# Work item
Transcribe the entries exactly as each line appears.

# Provided data
◇ ◇ ◇
#![warn(missing_docs)]
//! Module for additional uom macros that facilitate the creation of Points, vecs or single unit values
/// helper macro to create the units
#[macro_export]
macro_rules! uom_unit_creator {

    ($unit:ident, $unit_type:ident, $val1:expr) => {
        $unit_type::new::<$unit>($val1)
    };
    ($unit:ident, $unit_type:ident, $val1:expr, $val2:expr) => {
        {
            use nalgebra::Point2;
        Point2::new(
            $unit_type::new::<$unit>($val1),
            $unit_type::new::<$unit>($val2))
        }

    };
    ($unit:ident, $unit_type:ident, $val1:expr, $val2:expr, $val3:expr) => {
        {
        use nalgebra::Point3;
        Point3::new(
            $unit_type::new::<$unit>($val1),
            $unit_type::new::<$unit>($val2),
            $unit_type::new::<$unit>($val3))
        }
    };
    ($unit:ident, $unit_type:ident, $( $x:expr ),*) => {
        {
            use std::vec::Vec;
            let mut temp_vec = Vec::new();
            $(
                temp_vec.push($unit_type::new::<$unit>($x));
            )*
            temp_vec
        }
    };
}

///macro to create a Length in meter
#[macro_export]
macro_rules! meter {

    ($( $x:expr ),*) =>{
        {
            use uom::si::{f64::Length, length::meter};
            $crate::uom_unit_creator![meter, Length, $( $x ),*]
        }
    };
}
///macro to create a Length in centimeter
#[macro_export]
macro_rules! centimeter {
    ($( $x:expr ),*) =>{{
        use uom::si::{f64::Length, length::centimeter};
        $crate::uom_unit_creator![centimeter, Length, $( $x ),*]
    }};
}
///macro to create a Length in millimeter
#[macro_export]
macro_rules! millimeter {
    ($( $x:expr ),*) =>{{
        use uom::si::{f64::Length, length::millimeter};
        $crate::uom_unit_creator![millimeter, Length, $( $x ),*]
    }};
}
///macro to create a Length in micrometer
#[macro_export]
macro_rules! micrometer {
    ($( $x:expr ),*) =>{{
        use uom::si::{f64::Length, length::micrometer};
        $crate::uom_unit_creator![micrometer, Length, $( $x ),*]
    }};
}
///macro to create a Length in nanometer
#[macro_export]
macro_rules! nanometer {
    ($( $x:expr ),*) =>{{
        use uom::si::{f64::Length, length::nanometer};
        $crate::uom_unit_creator![nanometer, Length, $( $x ),*]
    }};
}
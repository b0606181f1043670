//! Module for additional computational capabilities
pub mod math_utils;
pub mod uom_macros;
pub use math_utils::{f64_to_usize, orthonormal_basis, sign, usize_to_f64, SPEED_OF_LIGHT};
◇ ◇ ◇
# Answer for this exercise
#![warn(missing_docs)]
//! Module for additional uom macros that facilitate the creation of Points, vecs or single unit values
/// helper macro to create the units
#[macro_export]
macro_rules! uom_unit_creator {

    ($unit:ident, $unit_type:ident, $val1:expr) => {
        $unit_type::new::<$unit>($val1)
    };
    ($unit:ident, $unit_type:ident, $val1:expr, $val2:expr) => {
        {
            use nalgebra::Point2;
        Point2::new(
            $unit_type::new::<$unit>($val1),
            $unit_type::new::<$unit>($val2))
        }

    };
    ($unit:ident, $unit_type:ident, $val1:expr, $val2:expr, $val3:expr) => {
        {
        use nalgebra::Point3;
        Point3::new(
            $unit_type::new::<$unit>($val1),
            $unit_type::new::<$unit>($val2),
            $unit_type::new::<$unit>($val3))
        }
    };
    ($unit:ident, $unit_type:ident, $( $x:expr ),*) => {
        {
            use std::vec::Vec;
            let mut temp_vec = Vec::new();
            $(
                temp_vec.push($unit_type::new::<$unit>($x));
            )*
            temp_vec
        }
    };
}

///macro to create a Length in meter
#[macro_export]
macro_rules! meter {

    ($( $x:expr ),*) =>{
        {
            use uom::si::{f64::Length, length::meter};
            $crate::uom_unit_creator![meter, Length, $( $x ),*]
        }
    };
}
///macro to create a Length in centimeter
#[macro_export]
macro_rules! centimeter {
    ($( $x:expr ),*) =>{{
        use uom::si::{f64::Length, length::centimeter};
        $crate::uom_unit_creator![centimeter, Length, $( $x ),*]
    }};
}
///macro to create a Length in millimeter
#[macro_export]
macro_rules! millimeter {
    ($( $x:expr ),*) =>{{
        use uom::si::{f64::Length, length::millimeter};
        $crate::uom_unit_creator![millimeter, Length, $( $x ),*]
    }};
}
///macro to create a Length in micrometer
#[macro_export]
macro_rules! micrometer {
    ($( $x:expr ),*) =>{{
        use uom::si::{f64::Length, length::micrometer};
        $crate::uom_unit_creator![micrometer, Length, $( $x ),*]
    }};
}
///macro to create a Length in nanometer
#[macro_export]
macro_rules! nanometer {
    ($( $x:expr ),*) =>{{
        use uom::si::{f64::Length, length::nanometer};
        $crate::uom_unit_creator![nanometer, Length, $( $x ),*]
    }};
}
repository b0606181f1043670
//! Module for additional computational capabilities
pub mod math_utils;
pub mod uom_macros;
pub use math_utils::{f64_to_usize, orthonormal_basis, sign, usize_to_f64, SPEED_OF_LIGHT};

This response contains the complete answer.